Assigned task
Give again, word for word, each line below starting at the one that contains "use askama::Template;" and ending at the one that contains "the feature list.".

%%

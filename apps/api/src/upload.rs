//! Multipart form parsing shared by every upload endpoint.

use std::collections::HashMap;

use axum::extract::Multipart;
use bytes::Bytes;

use crate::errors::AppError;

/// A file part of a multipart form, kept in memory for the duration of one request.
#[derive(Debug, Clone)]
pub struct UploadedFile {
    pub file_name: String,
    pub bytes: Bytes,
}

/// Text fields and files of one multipart request, in submission order.
#[derive(Debug, Default)]
pub struct UploadForm {
    fields: HashMap<String, String>,
    pub files: Vec<UploadedFile>,
}

impl UploadForm {
    /// Any part carrying a file name is treated as a file, everything else as text.
    /// Named files are kept even when empty so the caller can report them.
    pub async fn from_multipart(mut multipart: Multipart) -> Result<Self, AppError> {
        let mut form = UploadForm::default();

        while let Some(field) = multipart
            .next_field()
            .await
            .map_err(|e| AppError::Validation(format!("Malformed multipart body: {e}")))?
        {
            let name = field.name().unwrap_or_default().to_string();
            match field.file_name().map(str::to_string) {
                // A file input left blank is sent with an empty file name.
                Some(file_name) if file_name.trim().is_empty() => continue,
                Some(file_name) => {
                    let bytes = field.bytes().await.map_err(|e| {
                        AppError::Validation(format!("Could not read upload '{file_name}': {e}"))
                    })?;
                    form.files.push(UploadedFile { file_name, bytes });
                }
                None => {
                    let value = field.text().await.map_err(|e| {
                        AppError::Validation(format!("Could not read field '{name}': {e}"))
                    })?;
                    form.fields.insert(name, value);
                }
            }
        }

        Ok(form)
    }

    /// Trimmed value of a text field; blank counts as absent.
    pub fn text(&self, name: &str) -> Option<&str> {
        self.fields
            .get(name)
            .map(|v| v.trim())
            .filter(|v| !v.is_empty())
    }

    pub fn require_text(&self, name: &str) -> Result<&str, AppError> {
        self.text(name)
            .ok_or_else(|| AppError::Validation(format!("'{name}' is required")))
    }

    pub fn require_files(&self) -> Result<&[UploadedFile], AppError> {
        if self.files.is_empty() {
            return Err(AppError::Validation(
                "Please upload at least one resume (PDF)".to_string(),
            ));
        }
        Ok(&self.files)
    }

    #[cfg(test)]
    pub fn with_fields(fields: &[(&str, &str)], files: Vec<UploadedFile>) -> Self {
        Self {
            fields: fields
                .iter()
                .map(|(k, v)| (k.to_string(), v.to_string()))
                .collect(),
            files,
        }
    }
}
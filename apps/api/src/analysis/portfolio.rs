//! Project portfolio page: fills the `portfolio.html` template with the model's
//! enhanced project description and feature list.

use askama::Template;
use once_cell::sync::Lazy;
use regex::Regex;
use serde::Serialize;

const NOT_SPECIFIED: &str = "Not specified";

static INVALID_FILENAME_CHARS: Lazy<Regex> =
    Lazy::new(|| Regex::new(r#"[<>:"/\\|?*]"#).expect("filename pattern is valid"));
static UNDERSCORE_RUNS: Lazy<Regex> =
    Lazy::new(|| Regex::new(r"_+").expect("underscore pattern is valid"));

/// Operator-supplied project details.
#[derive(Debug, Clone, Default)]
pub struct ProjectDetails {
    pub name: String,
    pub technologies: String,
    pub duration: Option<String>,
    pub role: Option<String>,
    pub team_size: Option<String>,
    pub link: Option<String>,
}

#[derive(Debug, Clone, Serialize)]
pub struct PortfolioPage {
    pub file_name: String,
    pub html: String,
}

/// Everything the page shows. Askama escapes every field.
#[derive(Template)]
#[template(path = "portfolio.html")]
struct PortfolioTemplate<'a> {
    project_name: &'a str,
    duration: &'a str,
    role: &'a str,
    team_size: &'a str,
    /// One paragraph per line of the enhanced description.
    overview: Vec<String>,
    /// One list item per line of the feature list.
    features: Vec<String>,
    technologies: Vec<&'a str>,
    link: Option<&'a str>,
}

/// Lines of model text with markdown bold markers removed.
fn plain_lines(text: &str) -> Vec<String> {
    text.replace("**", "").lines().map(String::from).collect()
}

fn technologies(list: &str) -> Vec<&str> {
    list.split(',')
        .map(str::trim)
        .filter(|tech| !tech.is_empty())
        .collect()
}

fn non_blank(value: Option<&str>) -> Option<&str> {
    value.map(str::trim).filter(|v| !v.is_empty())
}

/// Replaces characters that are invalid in file names with `_`, collapses
/// runs of `_` and trims them from both ends.
pub fn sanitize_filename(name: &str) -> String {
    let replaced = INVALID_FILENAME_CHARS.replace_all(name, "_");
    let collapsed = UNDERSCORE_RUNS.replace_all(&replaced, "_");
    collapsed.trim_matches('_').to_string()
}

pub fn portfolio_file_name(project_name: &str) -> String {
    format!("{}_portfolio.html", sanitize_filename(project_name).to_lowercase())
}

pub fn render_portfolio(
    details: &ProjectDetails,
    enhanced: &str,
    features: &str,
) -> Result<PortfolioPage, askama::Error> {
    let page = PortfolioTemplate {
        project_name: details.name.trim(),
        duration: non_blank(details.duration.as_deref()).unwrap_or(NOT_SPECIFIED),
        role: non_blank(details.role.as_deref()).unwrap_or(NOT_SPECIFIED),
        team_size: non_blank(details.team_size.as_deref()).unwrap_or(NOT_SPECIFIED),
        overview: plain_lines(enhanced),
        features: plain_lines(features),
        technologies: technologies(&details.technologies),
        link: non_blank(details.link.as_deref()),
    };

    Ok(PortfolioPage {
        file_name: portfolio_file_name(&details.name),
        html: page.render()?,
    })
}
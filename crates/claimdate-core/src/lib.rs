//! # claimdate-core: Claim Date Analysis
//!
//! Pure date/time calculations used when analysing insurance claims:
//!
//! - **Duration** (`duration.rs`): elapsed days, hours and minutes between
//!   two `YYYY-MM-DD HH:MM:SS` timestamps.
//! - **Business days** (`business.rs`): weekday and weekend counts over an
//!   inclusive `YYYY-MM-DD` span.
//! - **Compliance** (`compliance.rs`): whether an event date falls within
//!   a policy deadline counted from a reference date.
//!
//! Each calculator returns a structured result whose `Display` impl is the
//! human-readable report. Failures are typed [`DateAnalysisError`] values
//! that name the rejected input and the expected pattern.
//!
//! ## Crate Policy
//!
//! - No I/O, no shared state. Every function is deterministic in its inputs
//!   and safe to call from any thread.
//! - No `panic!()` or `.unwrap()` outside tests.
//! - All public types derive `Debug`, `Clone`, and implement `Serialize`/`Deserialize`.

pub mod business;
pub mod compliance;
pub mod duration;
pub mod error;
pub mod temporal;

pub use business::{compute_business_days, BusinessDayResult};
pub use compliance::{check_compliance, deadline_from_i64, ComplianceResult, ComplianceStatus};
pub use duration::{compute_duration, DurationResult};
pub use error::DateAnalysisError;
pub use temporal::{CalendarDate, Timestamp, DATE_PATTERN, TIMESTAMP_PATTERN};
//! # Business Day Counter
//!
//! Counts weekdays (Monday–Friday) and weekend days over an inclusive
//! calendar span. Public holidays are not modelled; every weekday counts
//! as a business day.

use std::fmt;

use serde::{Deserialize, Serialize};

use crate::error::DateAnalysisError;
use crate::temporal::CalendarDate;

/// Weekday/weekend breakdown of an inclusive date span.
///
/// `calendar_days == business_days + weekend_days` always holds.
#[derive(Debug, Clone, Copy, PartialEq, Eq, Serialize, Deserialize)]
pub struct BusinessDayResult {
    /// First date of the span.
    pub start: CalendarDate,
    /// Last date of the span, never earlier than `start`.
    pub end: CalendarDate,
    /// Monday–Friday dates in the span.
    pub business_days: u64,
    /// Every date in the span.
    pub calendar_days: u64,
    /// Saturday and Sunday dates in the span.
    pub weekend_days: u64,
}

impl BusinessDayResult {
    /// Count business and weekend days from `start` through `end`.
    ///
    /// # Errors
    ///
    /// Returns [`DateAnalysisError::Ordering`] if `end` precedes `start`.
    pub fn between(start: CalendarDate, end: CalendarDate) -> Result<Self, DateAnalysisError> {
        if end < start {
            return Err(DateAnalysisError::Ordering {
                start_field: "start_date",
                start: start.to_string(),
                end_field: "end_date",
                end: end.to_string(),
            });
        }

        let (business_days, weekend_days) =
            start
                .days_through(end)
                .fold((0u64, 0u64), |(business, weekend), day| {
                    if day.is_weekend() {
                        (business, weekend + 1)
                    } else {
                        (business + 1, weekend)
                    }
                });
        let calendar_days = business_days + weekend_days;

        tracing::debug!(
            %start,
            %end,
            business_days,
            weekend_days,
            "counted business days"
        );

        Ok(Self {
            start,
            end,
            business_days,
            calendar_days,
            weekend_days,
        })
    }
}

impl fmt::Display for BusinessDayResult {
    fn fmt(&self, f: &mut fmt::Formatter<'_>) -> fmt::Result {
        write!(
            f,
            "Business days: {}, Calendar days: {}, Weekend days: {} (from {} to {})",
            self.business_days, self.calendar_days, self.weekend_days, self.start, self.end
        )
    }
}

/// Parse two `YYYY-MM-DD` dates and count the business days between them,
/// both ends inclusive.
///
/// # Errors
///
/// - [`DateAnalysisError::Format`] naming `start_date` or `end_date`.
/// - [`DateAnalysisError::Ordering`] if the end precedes the start.
pub fn compute_business_days(
    start: &str,
    end: &str,
) -> Result<BusinessDayResult, DateAnalysisError> {
    let start = CalendarDate::parse_field(start, "start_date")?;
    let end = CalendarDate::parse_field(end, "end_date")?;
    BusinessDayResult::between(start, end)
}
//! # Error Hierarchy
//!
//! Structured error type for claim date analysis, built with `thiserror`.
//!
//! Every variant carries the exact value that was rejected and, where a
//! textual pattern applies, the pattern that was expected. A caller (an
//! operator or an agent relaying arguments from natural language) can
//! correct its input from the message alone.

use thiserror::Error;

/// Errors raised by the duration, business-day and compliance calculators.
#[derive(Error, Debug, Clone, PartialEq, Eq)]
pub enum DateAnalysisError {
    /// Input string does not match the required date or timestamp pattern.
    #[error("invalid {field} format \"{value}\": required format is {expected} (e.g. '{example}')")]
    Format {
        /// Name of the argument that failed to parse.
        field: &'static str,
        /// The rejected input, verbatim.
        value: String,
        /// The expected pattern, e.g. `YYYY-MM-DD`.
        expected: &'static str,
        /// A well-formed example of the expected pattern.
        example: &'static str,
    },

    /// The end of a span precedes its start.
    #[error(
        "{end_field} ({end}) is before {start_field} ({start}); \
         swap the two values so that {end_field} is not earlier than {start_field}"
    )]
    Ordering {
        /// Name of the start argument.
        start_field: &'static str,
        /// Start value as supplied.
        start: String,
        /// Name of the end argument.
        end_field: &'static str,
        /// End value as supplied.
        end: String,
    },

    /// A numeric parameter is missing, non-integer, or out of range.
    #[error("invalid {name}: {value} ({reason})")]
    Parameter {
        /// Parameter name.
        name: &'static str,
        /// The rejected value, rendered as text.
        value: String,
        /// Why it was rejected.
        reason: &'static str,
    },

    /// The event being checked happened before the reference date.
    #[error(
        "event date ({event}) is {offset_days} days from reference date ({reference}); \
         the event should occur on or after the reference date"
    )]
    InvalidSequence {
        /// Event date, `YYYY-MM-DD`.
        event: String,
        /// Reference date, `YYYY-MM-DD`.
        reference: String,
        /// Signed offset `event - reference` in days; always negative.
        offset_days: i64,
    },
}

%%

Answer for this exercise
use askama::Template;
use once_cell::sync::Lazy;
use regex::Regex;
use serde::Serialize;

const NOT_SPECIFIED: &str = "Not specified";

static INVALID_FILENAME_CHARS: Lazy<Regex> =
    Lazy::new(|| Regex::new(r#"[<>:"/\\|?*]"#).expect("filename pattern is valid"));
static UNDERSCORE_RUNS: Lazy<Regex> =
    Lazy::new(|| Regex::new(r"_+").expect("underscore pattern is valid"));

/// Operator-supplied project details.
#[derive(Debug, Clone, Default)]
pub struct ProjectDetails {
    pub name: String,
    pub technologies: String,
    pub duration: Option<String>,
    pub role: Option<String>,
    pub team_size: Option<String>,
    pub link: Option<String>,
}

#[derive(Debug, Clone, Serialize)]
pub struct PortfolioPage {
    pub file_name: String,
    pub html: String,
}

/// Everything the page shows. Askama escapes every field.
#[derive(Template)]
#[template(path = "portfolio.html")]
struct PortfolioTemplate<'a> {
    project_name: &'a str,
    duration: &'a str,
    role: &'a str,
    team_size: &'a str,
    /// One paragraph per line of the enhanced description.
    overview: Vec<String>,
    /// One list item per line of the feature list.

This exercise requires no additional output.